Amazon mission statement is to “serve consumers through online and physical stores and focus on selection, price, and convenience.” Amazon vision statement is “to be Earth’s most customer-centric company, where customers can find and discover anything they might want to buy online, and endeavors to offer its customers the lowest possible prices.”
Breaking down the Amazon mission statement
As pointed out by Amazon, “when Amazon.com launched in 1995, it was with the mission “to be Earth’s most customer-centric company, where customers can find and discover anything they might want to buy online, and endeavors to offer its customers the lowest possible prices.”
I’ve highlighted in Amazon Flywheel or Virtuous Cycle how this focus has been in place since the start, and it has been one of the critical elements of speed!
In the same report Amazon also highlights:
We design our stores to enable hundreds of millions of unique products to be sold by us and by third parties across dozens of product categories. Customers access our offerings through our websites, mobile apps, Alexa, and physically visiting our stores. We also manufacture and sell electronic devices, including Kindle e-readers, Fire tablets, Fire TVs, and Echo devices, and we develop and produce media content. We strive to offer our customers the lowest prices possible through low everyday product pricing and shipping offers, and to improve our operating efficiencies so that we can continue to lower prices for our customers. We also provide easy-to-use functionality, fast and reliable fulfillment, and timely customer service. In addition, we offer, a membership program that includes unlimited free shipping on over 100 million items, access to unlimited streaming of thousands of movies and TV episodes, and other benefits.
Breaking down the Amazon vision statement
Amazon vision statement is an extension of its mission as “to be Earth’s most customer-centric company, where customers can find and discover anything they might want to buy online, and endeavors to offer its customers the lowest possible prices.”

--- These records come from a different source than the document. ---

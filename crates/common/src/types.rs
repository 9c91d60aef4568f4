use glam::{Mat4, Vec3};
use serde::{Deserialize, Serialize};

/// Identifier of an object in the host scene.
///
/// Host applications address objects by unique name, so the id is the name.
#[derive(Debug, Clone, PartialEq, Eq, Hash, PartialOrd, Ord, Serialize, Deserialize)]
pub struct ObjectId(pub String);

impl ObjectId {
    pub fn new(name: impl Into<String>) -> Self {
        Self(name.into())
    }

    pub fn as_str(&self) -> &str {
        &self.0
    }
}

impl std::fmt::Display for ObjectId {
    fn fmt(&self, f: &mut std::fmt::Formatter<'_>) -> std::fmt::Result {
        f.write_str(&self.0)
    }
}

impl From<&str> for ObjectId {
    fn from(s: &str) -> Self {
        Self(s.to_string())
    }
}

/// Tolerance used when comparing two sampled transforms.
pub const MATRIX_EPSILON: f32 = 1e-6;

/// Flatten a world matrix into the column-major order renderer statements expect.
pub fn matrix_to_array(m: &Mat4) -> [f32; 16] {
    m.to_cols_array()
}

/// Whether two transforms differ by more than [`MATRIX_EPSILON`] in any element.
pub fn matrices_differ(a: &Mat4, b: &Mat4) -> bool {
    !a.abs_diff_eq(*b, MATRIX_EPSILON)
}

/// Camera-style look-at triple derived from a world matrix.
///
/// The object looks down its local -Z axis with +Y up.
#[derive(Debug, Clone, Copy, PartialEq)]
pub struct LookAt {
    pub eye: Vec3,
    pub target: Vec3,
    pub up: Vec3,
}

impl LookAt {
    pub fn from_matrix(m: &Mat4) -> Self {
        let eye = m.transform_point3(Vec3::ZERO);
        let forward = m.transform_vector3(Vec3::NEG_Z).normalize_or_zero();
        let up = m.transform_vector3(Vec3::Y).normalize_or_zero();
        Self {
            eye,
            target: eye + forward,
            up,
        }
    }
}

#[cfg(test)]
mod tests {
    use super::*;

    #[test]
    fn object_id_display() {
        let id = ObjectId::new("Cube.001");
        assert_eq!(id.to_string(), "Cube.001");
        assert_eq!(id.as_str(), "Cube.001");
    }

    #[test]
    fn identical_matrices_do_not_differ() {
        let m = Mat4::from_translation(Vec3::new(1.0, 2.0, 3.0));
        assert!(!matrices_differ(&m, &m));
        let n = Mat4::from_translation(Vec3::new(1.0, 2.0, 3.5));
        assert!(matrices_differ(&m, &n));
    }

    #[test]
    fn matrix_array_is_column_major() {
        let m = Mat4::from_translation(Vec3::new(4.0, 5.0, 6.0));
        let a = matrix_to_array(&m);
        assert_eq!(&a[12..15], &[4.0, 5.0, 6.0]);
    }

    #[test]
    fn look_at_identity() {
        let la = LookAt::from_matrix(&Mat4::IDENTITY);
        assert_eq!(la.eye, Vec3::ZERO);
        assert_eq!(la.target, Vec3::NEG_Z);
        assert_eq!(la.up, Vec3::Y);
    }

    #[test]
    fn look_at_translated() {
        let m = Mat4::from_translation(Vec3::new(0.0, 0.0, 10.0));
        let la = LookAt::from_matrix(&m);
        assert_eq!(la.eye, Vec3::new(0.0, 0.0, 10.0));
        assert_eq!(la.target, Vec3::new(0.0, 0.0, 9.0));
    }
}
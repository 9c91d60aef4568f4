use std::sync::{Arc, Mutex};

use crate::sink::ContextError;
use crate::statement::Statement;

/// Live renderer instance that accepts statements in-process.
///
/// Implementations forward each statement to the renderer's API without
/// touching disk.
pub trait RenderApi: Send {
    /// Human-readable name of the renderer binding, used in logs.
    fn name(&self) -> &str;

    fn call(&mut self, statement: &Statement) -> Result<(), ContextError>;

    /// Release the binding once the scene is complete.
    fn close(&mut self) -> Result<(), ContextError> {
        Ok(())
    }
}

/// In-process sink variant wrapping a [`RenderApi`].
pub struct ApiContext {
    api: Box<dyn RenderApi>,
}

impl ApiContext {
    pub fn new(api: Box<dyn RenderApi>) -> Self {
        Self { api }
    }

    pub fn api_name(&self) -> &str {
        self.api.name()
    }

    pub fn emit(&mut self, statement: &Statement) -> Result<(), ContextError> {
        self.api.call(statement)
    }

    pub fn close(&mut self) -> Result<(), ContextError> {
        self.api.close()
    }
}

/// Shared, read-side handle onto the statements a [`RecordingApi`] received.
#[derive(Debug, Clone, Default)]
pub struct StatementLog {
    inner: Arc<Mutex<Vec<Statement>>>,
}

impl StatementLog {
    pub fn statements(&self) -> Vec<Statement> {
        self.inner.lock().map(|s| s.clone()).unwrap_or_default()
    }

    pub fn len(&self) -> usize {
        self.inner.lock().map(|s| s.len()).unwrap_or(0)
    }

    pub fn is_empty(&self) -> bool {
        self.len() == 0
    }

    /// Number of recorded statements matching `pred`.
    pub fn count(&self, pred: impl Fn(&Statement) -> bool) -> usize {
        self.inner
            .lock()
            .map(|s| s.iter().filter(|st| pred(st)).count())
            .unwrap_or(0)
    }

    /// Number of recorded statements with the given keyword.
    pub fn count_keyword(&self, keyword: &str) -> usize {
        self.count(|s| s.keyword() == keyword)
    }
}

/// Renderer binding that records statements in memory.
///
/// Used for dry runs, where the scene is translated without a renderer
/// attached, and for inspecting the statement stream.
#[derive(Debug, Default)]
pub struct RecordingApi {
    log: StatementLog,
}

impl RecordingApi {
    pub fn new() -> (Self, StatementLog) {
        let api = Self::default();
        let log = api.log.clone();
        (api, log)
    }
}

impl RenderApi for RecordingApi {
    fn name(&self) -> &str {
        "recording"
    }

    fn call(&mut self, statement: &Statement) -> Result<(), ContextError> {
        self.log
            .inner
            .lock()
            .map_err(|_| ContextError::Api("statement log poisoned".into()))?
            .push(statement.clone());
        Ok(())
    }
}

However, its vision gets traction from a core belief summarized as always being in “day one.” Jeff Bezos explained day one in these terms, “day 2 is stasis. Followed by irrelevance. Followed by excruciating, painful decline. Followed by death. And that is why it is always Day 1.“
Now, it might be easy to say that Jeff Bezos made it, so he can say whatever he likes. However, he has been obsessed with this concept since the beginning. In the 1997 Shareholders Letter, Jeff Bezos explained:
But this is Day 1 for the Internet and, if we execute well, for Amazon.com. Today, online commerce saves customers money and precious time. Tomorrow, through personalization, online commerce will accelerate the very process of discovery. Amazon.com uses the Internet to create real value for its customers and, by doing so, hopes to create an enduring franchise, even in established and large markets.
At the time Amazon focused on:
- Obsess over customers
It all starts from there. In 2016 Jeff Bezos highlighted a few core values that made up Amazon‘s culture:
- Customer obsession
- Resist proxies
- Embrace external trends
- High-velocity decision making
It is worth exploring how businessmen know that exceeding each time customer’s expectations isn’t’ a simple game.deals with being a customer-obsessed company. Indeed, most
And as expectations are met and exceeded customers become more and more accustomed to the quality of the service, until they grow unsatisfied.
Thus, how does Amazon keep up with that?
Breaking down customer-centrism according to Amazon
Customer obsession was also highlighted in the 2017 Shareholders Letter as a critical parameter:
The American Customer Satisfaction Index recently announced the results of its annual survey, and for the 8th year in a row customers ranked#1
Amazon is aware of the fact that customer obsession isn’t an easy game. And in the 2017 Shareholders Letter, Jeff Bezos highlighted:
One thing I love about customers is that they are divinely discontent. Their expectations are never static – they go up. It’s human nature. We didn’t ascend from our hunter-gatherer days by being satisfied. People have a voracious appetite for a better way, and yesterday’s ‘wow’ quickly becomes today’s ‘ordinary’.
I see that cycle of improvement happening at a faster rate than ever before. It may be because customers have such easy access to more information than ever before – in only a few seconds and with a couple taps on their phones, customers can read reviews, compare prices from multiple retailers, see whether something’s in stock, find out how fast it will ship or be available for pick-up, and more.
Thus, how do you stay ahead of this game? Jeff Bezoz offers us the answer:
There’s no single way to do it – it’s a combination of many things. But high standards (widely deployed and at all levels of detail) are certainly a big part of it. We’ve had some successes over the years in our quest to meet the high expectations of customers. We’ve also had billions of dollars’ worth of failures along the way.
For Jeff Bezos, high standards have four core characteristics:
The four elements of high standards as we see it: they are teachable, they are domain specific, you must recognize them, and you must explicitly coach realistic scope. For us, these work at all levels of detail. Everything from writing memos to whole new, clean-sheet business initiatives. We hope they help you too.
And most of all they have to be unreasonably high!